|Ministry of Home Security volunteer dispatch riders mounted on Royal Enfield motorcycles.|
Royal Enfield enthusiast Simon Taylor of the UK recently purchased a copy of this rarely seen publication for what he describes as a "shed load" of money.
He was so impressed with it that he has made it available as a pdf file you are free to download from the Internet.
|Royal Enfield motorcycles were proud to serve.|
Simon is known as "Scaleyback" in online forums devoted to Royal Enfield. He posted the link on as many of those forums as he could.
The book "details their achievements in engineering, tells of going underground at Westwood quarry to escape the attentions of the Luftwaffe, shows production techniques, staff housing and welfare, along with the many specialised products that were manufactured to help Britain’s war effort," Simon wrote.
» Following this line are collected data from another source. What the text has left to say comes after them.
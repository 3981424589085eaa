use crate::core::error::{HttpError, TransportError};
use crate::transport::retry::{with_retry, Retry, RetryPolicy};
use reqwest::header::{HeaderMap, CONTENT_TYPE, SET_COOKIE};
use reqwest::multipart;
use reqwest::Method;
use serde::Serialize;
use serde_json::Value;
use std::time::Duration;
use tracing::trace;

/// A response body, parsed as JSON when it is JSON and kept as text otherwise
#[derive(Debug, Clone, PartialEq, Serialize)]
#[serde(untagged)]
pub enum ResponseBody {
    Json(Value),
    Text(String),
}

impl ResponseBody {
    /// Speculatively parse `raw` as JSON, falling back to the raw text
    pub fn parse(raw: String) -> Self {
        match serde_json::from_str::<Value>(&raw) {
            Ok(value) => ResponseBody::Json(value),
            Err(_) => ResponseBody::Text(raw),
        }
    }

    pub fn as_json(&self) -> Option<&Value> {
        match self {
            ResponseBody::Json(value) => Some(value),
            ResponseBody::Text(_) => None,
        }
    }

    pub fn into_json(self) -> Option<Value> {
        match self {
            ResponseBody::Json(value) => Some(value),
            ResponseBody::Text(_) => None,
        }
    }

    /// Textual view of the body
    pub fn text(&self) -> String {
        match self {
            ResponseBody::Json(Value::String(s)) => s.clone(),
            ResponseBody::Json(value) => value.to_string(),
            ResponseBody::Text(text) => text.clone(),
        }
    }
}

#[derive(Debug, Clone)]
pub struct HttpResponse {
    pub status: u16,
    pub headers: HeaderMap,
    pub body: ResponseBody,
}

impl HttpResponse {
    /// Value of cookie `name` from this response's `Set-Cookie` headers
    pub fn cookie(&self, name: &str) -> Option<String> {
        cookie_from_headers(&self.headers, name)
    }
}

pub fn cookie_from_headers(headers: &HeaderMap, name: &str) -> Option<String> {
    headers
        .get_all(SET_COOKIE)
        .iter()
        .filter_map(|value| value.to_str().ok())
        .filter_map(|raw| raw.split(';').next())
        .filter_map(|pair| pair.split_once('='))
        .find(|(key, _)| key.trim() == name)
        .map(|(_, value)| value.trim().to_string())
}

/// One part of a multipart form
#[derive(Debug, Clone)]
pub enum FormPart {
    Text {
        name: String,
        value: String,
    },
    File {
        name: String,
        filename: String,
        mime: String,
        bytes: Vec<u8>,
    },
}

#[derive(Debug, Clone)]
pub enum Body {
    Json(Value),
    Form(Vec<(String, String)>),
    Text { content_type: String, text: String },
    Multipart(Vec<FormPart>),
}

/// Per-request options
#[derive(Debug, Clone, Default)]
pub struct RequestConfig {
    pub headers: Vec<(String, String)>,
    pub query: Vec<(String, String)>,
    pub body: Option<Body>,
    pub retry: Retry,
}

impl RequestConfig {
    pub fn new() -> Self {
        Self::default()
    }

    pub fn header(mut self, name: &str, value: impl Into<String>) -> Self {
        self.headers.push((name.to_string(), value.into()));
        self
    }

    pub fn query(mut self, name: &str, value: impl Into<String>) -> Self {
        self.query.push((name.to_string(), value.into()));
        self
    }

    pub fn json(mut self, value: Value) -> Self {
        self.body = Some(Body::Json(value));
        self
    }

    pub fn form(mut self, fields: Vec<(String, String)>) -> Self {
        self.body = Some(Body::Form(fields));
        self
    }

    pub fn text(mut self, content_type: &str, text: String) -> Self {
        self.body = Some(Body::Text {
            content_type: content_type.to_string(),
            text,
        });
        self
    }

    pub fn multipart(mut self, parts: Vec<FormPart>) -> Self {
        self.body = Some(Body::Multipart(parts));
        self
    }

    pub fn retry(mut self, retry: impl Into<Retry>) -> Self {
        self.retry = retry.into();
        self
    }
}

/// Client-wide transport settings
#[derive(Debug, Clone)]
pub struct TransportSettings {
    pub timeout: Duration,
    pub retry: Option<RetryPolicy>,
}

impl Default for TransportSettings {
    fn default() -> Self {
        Self {
            timeout: Duration::from_secs(30),
            retry: Some(RetryPolicy::default()),
        }
    }
}

/// Thin HTTP client bound to one base address
///
/// Each adapter owns its own `HttpClient`; nothing (cookies included) is
/// shared between instances.
#[derive(Debug, Clone)]
pub struct HttpClient {
    client: reqwest::Client,
    base_url: String,
    basic_auth: Option<(String, String)>,
    default_retry: Option<RetryPolicy>,
}

impl HttpClient {
    pub fn new(base_url: &str, settings: &TransportSettings) -> Result<Self, TransportError> {
        let base_url = base_url.trim_end_matches('/').to_string();
        reqwest::Url::parse(&base_url)
            .map_err(|e| TransportError::InvalidUrl(format!("{}: {}", base_url, e)))?;

        let client = reqwest::Client::builder()
            .timeout(settings.timeout)
            .build()
            .map_err(|e| TransportError::Network(format!("Failed to create HTTP client: {}", e)))?;

        Ok(Self {
            client,
            base_url,
            basic_auth: None,
            default_retry: settings.retry.clone(),
        })
    }

    pub fn with_basic_auth(mut self, username: &str, password: &str) -> Self {
        self.basic_auth = Some((username.to_string(), password.to_string()));
        self
    }

    pub fn base_url(&self) -> &str {
        &self.base_url
    }

    pub fn url(&self, path: &str) -> String {
        if path.starts_with("http://") || path.starts_with("https://") {
            path.to_string()
        } else if path.is_empty() {
            self.base_url.clone()
        } else if path.starts_with('/') {
            format!("{}{}", self.base_url, path)
        } else {
            format!("{}/{}", self.base_url, path)
        }
    }

    pub async fn request(
        &self,
        method: Method,
        path: &str,
        config: RequestConfig,
    ) -> Result<HttpResponse, TransportError> {
        let url = self.url(path);
        let policy = config.retry.clone().resolve(self.default_retry.as_ref());

        match policy {
            Some(policy) => with_retry(&policy, || self.send_once(method.clone(), &url, &config)).await,
            None => self.send_once(method, &url, &config).await,
        }
    }

    async fn send_once(
        &self,
        method: Method,
        url: &str,
        config: &RequestConfig,
    ) -> Result<HttpResponse, TransportError> {
        let mut builder = self.client.request(method.clone(), url);

        if let Some((username, password)) = &self.basic_auth {
            builder = builder.basic_auth(username, Some(password));
        }
        for (name, value) in &config.headers {
            builder = builder.header(name.as_str(), value.as_str());
        }
        if !config.query.is_empty() {
            builder = builder.query(&config.query);
        }

        builder = match &config.body {
            None => builder,
            Some(Body::Json(value)) => builder.json(value),
            Some(Body::Form(fields)) => {
                let encoded = serde_urlencoded::to_string(fields)
                    .map_err(|e| TransportError::Network(format!("Failed to encode form: {}", e)))?;
                builder
                    .header(CONTENT_TYPE, "application/x-www-form-urlencoded")
                    .body(encoded)
            }
            Some(Body::Text { content_type, text }) => builder
                .header(CONTENT_TYPE, content_type.as_str())
                .body(text.clone()),
            Some(Body::Multipart(parts)) => builder.multipart(build_multipart(parts)?),
        };

        trace!(method = %method, url = %url, "Sending request");

        let response = builder
            .send()
            .await
            .map_err(|e| TransportError::Network(e.to_string()))?;

        let status = response.status();
        let headers = response.headers().clone();
        let raw = response
            .text()
            .await
            .map_err(|e| TransportError::Network(format!("Failed to read response body: {}", e)))?;
        let body = ResponseBody::parse(raw);

        if !status.is_success() {
            return Err(TransportError::Http(HttpError {
                status: status.as_u16(),
                status_text: status.canonical_reason().unwrap_or("").to_string(),
                headers,
                body,
            }));
        }

        Ok(HttpResponse {
            status: status.as_u16(),
            headers,
            body,
        })
    }

    pub async fn get(&self, path: &str, config: RequestConfig) -> Result<HttpResponse, TransportError> {
        self.request(Method::GET, path, config).await
    }

    pub async fn post(&self, path: &str, config: RequestConfig) -> Result<HttpResponse, TransportError> {
        self.request(Method::POST, path, config).await
    }

    pub async fn put(&self, path: &str, config: RequestConfig) -> Result<HttpResponse, TransportError> {
        self.request(Method::PUT, path, config).await
    }

    pub async fn patch(&self, path: &str, config: RequestConfig) -> Result<HttpResponse, TransportError> {
        self.request(Method::PATCH, path, config).await
    }

    pub async fn delete(&self, path: &str, config: RequestConfig) -> Result<HttpResponse, TransportError> {
        self.request(Method::DELETE, path, config).await
    }
}

fn build_multipart(parts: &[FormPart]) -> Result<multipart::Form, TransportError> {
    let mut form = multipart::Form::new();
    for part in parts {
        form = match part {
            FormPart::Text { name, value } => form.text(name.clone(), value.clone()),
            FormPart::File {
                name,
                filename,
                mime,
                bytes,
            } => {
                let file = multipart::Part::bytes(bytes.clone())
                    .file_name(filename.clone())
                    .mime_str(mime)
                    .map_err(|e| TransportError::Network(format!("Invalid MIME type {}: {}", mime, e)))?;
                form.part(name.clone(), file)
            }
        };
    }
    Ok(form)
}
|"Made Like A Gun" on the cover.|
"Copies of this book were given away with the company's compliments, and although I have no idea how many were made or who the recipients were, they are very scarce on the ground today."
Noteworthy is the book's exhaustive list of Royal Enfield wartime products. You will be amazed.
But more touching are the human notes in the book: that "girls" formed a major part of the wartime work force, for instance.
The book boasts that the main factory at Redditch supplied its own company of the 9th Battalion (Worcester) Home Guard, and a Works Fire Brigade of 75 members.
Here's one (of many) amusing notes in the book: Royal Enfield was pleased that its lawn mower production, mothballed during the war, would soon resume. It expected that the mowers, although "of the same basic design" as the pre-war models, would nonetheless be improved "as a result of experience in the manufacture of two-stroke engines for the Airborne Forces..."
Well. They were entitled to dream of a comfortable business selling lawn care equipment for the green fields of a world at peace. They'd earned that much.